The law of physics for every action is a reaction. Newton's laws. Causes of friction force

When bodies interact, the forces arising between them are equal in absolute value and directed against each other. This is how Newton's third law works, which is important not only in mechanics, but also in grade 10 topics - electricity and magnetism.

Wording

Isaac Newton, in the mathematical principles of natural philosophy, introduced the principle now known as Newton's third law. According to this principle, for every action there is an equal and opposite reaction. In modern physics, it is formulated differently: material points act on each other with forces of the same nature, the absolute magnitudes of which are equal, but the directions are opposite.

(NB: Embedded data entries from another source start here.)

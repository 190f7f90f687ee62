//! Tagged component records.
//!
//! Every swappable collaborator (provider or store) persists as a
//! `{ subclass_name, params }` pair. Re-hydration dispatches on the tag;
//! unknown tags are rejected at load time rather than silently defaulted.

use serde::{Deserialize, Serialize};
use serde_json::Value;

#[derive(Debug, Clone, PartialEq, Serialize, Deserialize)]
pub struct ComponentRecord {
    pub subclass_name: String,
    #[serde(default)]
    pub params: Value,
}

impl ComponentRecord {
    pub fn new(subclass_name: &str, params: Value) -> Self {
        Self { subclass_name: subclass_name.to_string(), params }
    }
}
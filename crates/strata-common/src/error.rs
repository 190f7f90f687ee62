use thiserror::Error;

/// Errors surfaced by knowledge base operations.
#[derive(Debug, Error)]
pub enum StrataError {
    /// Caller-supplied input is invalid. Never retried.
    #[error("validation error: {0}")]
    Validation(String),

    /// A sectioning window exhausted its retries; the document is aborted.
    #[error("semantic sectioning failed: {0}")]
    SectioningFailed(String),

    #[error(transparent)]
    Provider(#[from] ProviderError),

    /// Vector or chunk store failure. After a partial write the caller
    /// triggers a compensating delete and surfaces the original error.
    #[error("store error: {0}")]
    Store(String),

    /// A persisted component record carries a subclass tag this build
    /// does not know how to re-hydrate.
    #[error("unknown component: {0}")]
    UnknownComponent(String),

    #[error("operation cancelled")]
    Cancelled,

    #[error(transparent)]
    Io(#[from] std::io::Error),

    #[error(transparent)]
    Serialization(#[from] serde_json::Error),
}

pub type Result<T> = std::result::Result<T, StrataError>;

/// Error from an LLM, embedding, or rerank provider call.
///
/// The transient/permanent split drives retry policy: transient errors
/// (timeouts, 429s, 5xx) are retried with exponential backoff, permanent
/// errors abort immediately.
#[derive(Debug, Error)]
pub enum ProviderError {
    #[error("transient provider error: {0}")]
    Transient(String),

    #[error("permanent provider error: {0}")]
    Permanent(String),

    /// The provider replied, but the reply did not match the requested
    /// schema. Retried with the invalid reply attached as negative context.
    #[error("schema validation failed: {0}")]
    Schema(String),
}

impl ProviderError {
    pub fn is_transient(&self) -> bool {
        matches!(self, ProviderError::Transient(_))
    }

    /// Classify an HTTP status code the way the retry layer expects.
    pub fn from_status(status: u16, body: String) -> Self {
        match status {
            408 | 429 => ProviderError::Transient(format!("HTTP {status}: {body}")),
            s if s >= 500 => ProviderError::Transient(format!("HTTP {s}: {body}")),
            s => ProviderError::Permanent(format!("HTTP {s}: {body}")),
        }
    }
}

The system of two bodies connected by a thread clearly describes the mechanism of the third law. If one of the bodies is pulled, then a tension force will arise in the thread. It acts in the same way in two opposite directions.

Rice. 1. Thread tension force.

Another example is an object lying on any surface. The object itself presses on the surface with a force $\vec P = m \vec g$, called the weight of the body. On the other hand, the surface acts on the object with the force $\vec N = m \vec g$, which is called the normal reaction force of the support.

Rice. 2. Body weight and ground reaction.

The force of gravity also acts mutually. Just as the Earth pulls on the Moon, the Moon pulls on the Earth. But since the acceleration of free fall for the Moon is much greater than for the Earth, outwardly everything looks as if only the Moon is falling.

Rice. 3. The attraction of bodies to each other.

The formula for Newton's third law is:

$F_(1,2) = – F_(2,1)$, where the minus sign indicates how the forces are directed.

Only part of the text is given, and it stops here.